=== MATERIALS PROVIDED ===

impl ChunkState {
    fn from_u8(value: u8) -> Self {
        match value {
            0 => ChunkState::Pending,
            1 => ChunkState::Generated,
            2 => ChunkState::Ready,
            3 => ChunkState::Meshing,
            4 => ChunkState::Meshed,
            5 => ChunkState::Loaded,
            _ => ChunkState::Remeshing,
        }
    }

    /// Pipeline stage used to gate work on neighbors.
    pub fn progress(self) -> u8 {
        match self {
            ChunkState::Pending => 0,
            ChunkState::Generated => 1,
            ChunkState::Ready | ChunkState::Meshing => 2,
            ChunkState::Meshed | ChunkState::Remeshing => 3,
            ChunkState::Loaded => 4,
        }
    }

    /// A worker holds the slot; it must not be evicted.
    pub fn is_busy(self) -> bool {
        matches!(
            self,
            ChunkState::Pending | ChunkState::Meshing | ChunkState::Remeshing
        )
    }

    pub fn is_drawable(self) -> bool {
        matches!(self, ChunkState::Loaded | ChunkState::Remeshing)
    }
}

/// One cached chunk with its lifecycle state and latest mesh.
pub struct ChunkSlot {
    pub position: IVec3,
    pub buffer_offset: u32,
    state: AtomicU8,
    dirty: AtomicBool,
    voxels: RwLock<Chunk>,
    mesh: Mutex<Arc<ChunkMesh>>,
}

impl ChunkSlot {
    fn new(position: IVec3, buffer_offset: u32) -> Self {
        Self::with_chunk(Chunk::new(position), buffer_offset, ChunkState::Pending)
    }

    fn with_chunk(chunk: Chunk, buffer_offset: u32, state: ChunkState) -> Self {
        ChunkSlot {
            position: chunk.chunk_position(),
            buffer_offset,
            state: AtomicU8::new(state as u8),
            dirty: AtomicBool::new(false),
            voxels: RwLock::new(chunk),
            mesh: Mutex::new(Arc::new(ChunkMesh::default())),
        }
    }

    pub fn state(&self) -> ChunkState {
        ChunkState::from_u8(self.state.load(Ordering::Acquire))
    }

    fn set_state(&self, state: ChunkState) {
        self.state.store(state as u8, Ordering::Release);
    }

    pub fn is_dirty(&self) -> bool {
        self.dirty.load(Ordering::Acquire)
    }

    pub fn mark_dirty(&self) {
        self.dirty.store(true, Ordering::Release);
    }

    pub fn read(&self) -> RwLockReadGuard<'_, Chunk> {
        self.voxels.read()
    }

    fn write(&self) -> RwLockWriteGuard<'_, Chunk> {
        self.voxels.write()
    }

    pub fn mesh(&self) -> Arc<ChunkMesh> {
        Arc::clone(&self.mesh.lock())
    }
}

struct ColumnEntry {
    column: Arc<ChunkColumn>,
    /// Chunk Y coordinates currently cached on this footprint.
    stack: BTreeSet<i32>,
}

impl ColumnEntry {
    fn new(position: IVec2) -> Self {
        ColumnEntry {
            column: Arc::new(ChunkColumn::new(position)),
            stack: BTreeSet::new(),
        }
    }
}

===

_WHAT YOU SHOULD DO_
Go through the entries and copy each line holding the string "ChunkSlot".

_EXERCISE RESPONSE_
pub struct ChunkSlot {
impl ChunkSlot {
        ChunkSlot {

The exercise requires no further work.